Scientific classification
- Kingdom: Plantae
- Clade: Tracheophytes
- Clade: Angiosperms
- Clade: Eudicots
- Clade: Rosids
- Order: Rosales
- Family: Rosaceae
- Genus: Hedlundia
- Species: H. arranensis
- Binomial name: Hedlundia arranensis (Hedl.) Sennikov & Kurtto
- Synonyms: Pyrus arranensis (Hedl.) Druce; Sorbus arranensis Hedl.; Sorbus intermedia var. arranensis (Hedl.) Rehder;

= Hedlundia arranensis =

- Genus: Hedlundia
- Species: arranensis
- Authority: (Hedl.) Sennikov & Kurtto
- Conservation status: EN
- Synonyms: Pyrus arranensis (Hedl.) Druce, Sorbus arranensis Hedl., Sorbus intermedia var. arranensis (Hedl.) Rehder

Species of flowering plant

Hedlundia arranensis, sometimes referred to as the Scottish or Arran whitebeam, is a species of plant in the family Rosaceae.

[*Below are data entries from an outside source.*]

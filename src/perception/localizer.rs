//! Pose recovery against a previously saved map
//!
//! When the rover boots with a known map but no idea where it stands, the
//! localizer searches the full (x, y, heading) space for the pose that best
//! explains the live scan. A single scan rarely disambiguates a symmetric
//! room, so the attempt runs a fixed number of rounds and physically
//! rotates the platform between them: every round sees a different slice
//! of the environment.

use log::{debug, info};
use thiserror::Error;

use crate::common::Pose;
use crate::config::LocalizerConfig;
use crate::control::actuator::ActuatorHandle;
use crate::perception::distance_field::DistanceField;
use crate::perception::geometry::{polar_to_cartesian, transform_points, MapGeometry};
use crate::perception::optimizer::DifferentialEvolution;
use crate::slam::state::{MapSnapshot, SharedScan};

/// Ways a relocalization attempt can fail.
///
/// None of these may be papered over with a default pose: a wrong initial
/// pose poisons every map update the SLAM loop makes afterwards.
#[derive(Debug, Error)]
pub enum LocalizationError {
    /// The live scan had no returns at all, so there is no geometry to
    /// match against the map
    #[error("scan holds no returns")]
    EmptyScan,

    /// Every round completed without the search converging
    #[error("no pose found after {rounds} rounds")]
    Exhausted { rounds: usize },

    /// The actuator went away mid-attempt, e.g. during shutdown
    #[error("actuator unavailable during relocalization")]
    ActuatorUnavailable,
}

/// Global pose search over a saved map
pub struct Localizer {
    config: LocalizerConfig,
    geometry: MapGeometry,
}

impl Localizer {
    pub fn new(config: LocalizerConfig, geometry: MapGeometry) -> Self {
        Localizer { config, geometry }
    }

    /// Recover the rover pose on `map` from live scans.
    ///
    /// Runs the configured number of rounds. Each round snapshots the live
    /// scan, searches pose space against the map's distance field, and then
    /// rotates the platform by 360/rounds degrees, waiting for the rotation
    /// to finish before sampling again. Rounds whose search fails are
    /// skipped; the pose of the last successful round wins. An initial scan
    /// without returns aborts before the platform is asked to move.
    pub async fn relocalize(
        &self,
        scans: &SharedScan,
        map: &MapSnapshot,
        actuator: &ActuatorHandle,
    ) -> Result<Pose, LocalizationError> {
        let first_scan = scans
            .snapshot()
            .filter(|scan| scan.return_count() > 0)
            .ok_or(LocalizationError::EmptyScan)?;

        let field = DistanceField::build(map, self.config.obstacle_threshold);
        let search = DifferentialEvolution::new(self.config.search.clone());
        let bounds = self.search_bounds();
        let rounds = self.config.rounds.max(1);
        let step_degrees = 360.0 / rounds as f64;

        let mut best: Option<Pose> = None;

        for round in 0..rounds {
            let scan = if round == 0 {
                Some(first_scan.clone())
            } else {
                scans.snapshot().filter(|scan| scan.return_count() > 0)
            };

            match scan {
                Some(scan) => {
                    let points = polar_to_cartesian(&scan);
                    let result = search.minimize(&bounds, |candidate| {
                        let pose = Pose::new(candidate[0], candidate[1], candidate[2]);
                        let cells = transform_points(&points, &pose)
                            .into_iter()
                            .map(|p| self.geometry.world_to_map(p.x, p.y));
                        field.cost(cells)
                    });

                    match result {
                        Ok(minimum) => {
                            let pose =
                                Pose::new(minimum.point[0], minimum.point[1], minimum.point[2]);
                            debug!(
                                "round {round}: pose ({:.0}, {:.0}, {:.1}) cost {:.3} after {} generations",
                                pose.x, pose.y, pose.theta, minimum.cost, minimum.generations
                            );
                            best = Some(pose);
                        }
                        Err(err) => debug!("round {round}: search failed: {err}"),
                    }
                }
                None => debug!("round {round}: no usable scan, skipping"),
            }

            // Active sensing: turn before the next sample. The rotation must
            // physically finish before the next scan is trusted.
            if round + 1 < rounds {
                actuator
                    .rotate(step_degrees)
                    .await
                    .map_err(|_| LocalizationError::ActuatorUnavailable)?;
            }
        }

        match best {
            Some(pose) => {
                info!(
                    "relocalized at ({:.0}mm, {:.0}mm, {:.1}deg)",
                    pose.x, pose.y, pose.theta
                );
                Ok(pose)
            }
            None => Err(LocalizationError::Exhausted { rounds }),
        }
    }

    /// Box bounds of the pose search: positions keep the border margin away
    /// from the map edge, headings cover the full circle.
    fn search_bounds(&self) -> [(f64, f64); 3] {
        let extent = self.geometry.extent_mm();
        let border = self.config.border_mm;
        [
            (border, extent - border),
            (border, extent - border),
            (-180.0, 180.0),
        ]
    }
}
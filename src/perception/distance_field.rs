//! Distance-to-obstacle field used as the scan-matching cost surface
//!
//! The field is derived from one immutable map snapshot: the snapshot is
//! thresholded into an obstacle mask, then a two-pass chamfer transform
//! propagates the distance to the nearest obstacle into every cell. Poses
//! whose scan points land on low field values explain the map well.

use crate::slam::state::MapSnapshot;

const ORTHOGONAL_STEP: f32 = 1.0;
const DIAGONAL_STEP: f32 = std::f32::consts::SQRT_2;

/// Per-pixel distance to the nearest obstacle, in map pixels
#[derive(Debug, Clone)]
pub struct DistanceField {
    size: usize,
    cells: Vec<f32>,
}

impl DistanceField {
    /// Build the field from a map snapshot. Bytes below `obstacle_threshold`
    /// are obstacles and get distance 0.
    pub fn build(map: &MapSnapshot, obstacle_threshold: u8) -> Self {
        let size = map.size();
        let bytes = map.bytes();
        let mut cells = vec![f32::INFINITY; size * size];

        for (cell, &byte) in cells.iter_mut().zip(bytes) {
            if byte < obstacle_threshold {
                *cell = 0.0;
            }
        }

        // Forward pass: distances flow from the top-left
        for y in 0..size {
            for x in 0..size {
                let i = y * size + x;
                let mut best = cells[i];
                if x > 0 {
                    best = best.min(cells[i - 1] + ORTHOGONAL_STEP);
                }
                if y > 0 {
                    best = best.min(cells[i - size] + ORTHOGONAL_STEP);
                    if x > 0 {
                        best = best.min(cells[i - size - 1] + DIAGONAL_STEP);
                    }
                    if x + 1 < size {
                        best = best.min(cells[i - size + 1] + DIAGONAL_STEP);
                    }
                }
                cells[i] = best;
            }
        }

        // Backward pass: distances flow from the bottom-right
        for y in (0..size).rev() {
            for x in (0..size).rev() {
                let i = y * size + x;
                let mut best = cells[i];
                if x + 1 < size {
                    best = best.min(cells[i + 1] + ORTHOGONAL_STEP);
                }
                if y + 1 < size {
                    best = best.min(cells[i + size] + ORTHOGONAL_STEP);
                    if x + 1 < size {
                        best = best.min(cells[i + size + 1] + DIAGONAL_STEP);
                    }
                    if x > 0 {
                        best = best.min(cells[i + size - 1] + DIAGONAL_STEP);
                    }
                }
                cells[i] = best;
            }
        }

        DistanceField { size, cells }
    }

    pub fn size(&self) -> usize {
        self.size
    }

    /// Field value at a pixel, or `None` outside the map
    pub fn get(&self, x: i32, y: i32) -> Option<f32> {
        if x < 0 || y < 0 || x as usize >= self.size || y as usize >= self.size {
            return None;
        }
        Some(self.cells[y as usize * self.size + x as usize])
    }

    /// Matching cost of a projected point set: the mean squared field value
    /// over the points that land inside the map. Points outside the map are
    /// excluded rather than penalized, so poses near the map edge are not
    /// biased against. A point set entirely outside the map has no defined
    /// cost and returns infinity.
    pub fn cost<I>(&self, cells: I) -> f64
    where
        I: IntoIterator<Item = (i32, i32)>,
    {
        let mut sum = 0.0_f64;
        let mut count = 0usize;

        for (x, y) in cells {
            if let Some(distance) = self.get(x, y) {
                sum += (distance as f64) * (distance as f64);
                count += 1;
            }
        }

        if count == 0 {
            f64::INFINITY
        } else {
            sum / count as f64
        }
    }
}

It is endemic to the island of Arran in Scotland.

==Range and habitat==
The species is threatened by habitat loss and only 283 Hedlundia arranensis were recorded as mature trees in 1980. They are protected in Glen Diomhan off Glen Catacol, which was formerly part of a National Nature Reserve; although this designation was removed in 2011 the area continues to form part of a designated Site of Special Scientific Interest (SSSI), and is monitored by staff from NatureScot. In its native states its distribution is restricted to Abhainn Bheag (Uisge Solus), Glen Diomhan (and tributary), Glen Catacol, Allt nan Calman, Allt Dubh, Gleann Easan Biorach and Glen Iorsa (Allt-nan-Champ). The trees are found in small remnants of woodland on inaccessible steep slopes, and grow on acidic soils.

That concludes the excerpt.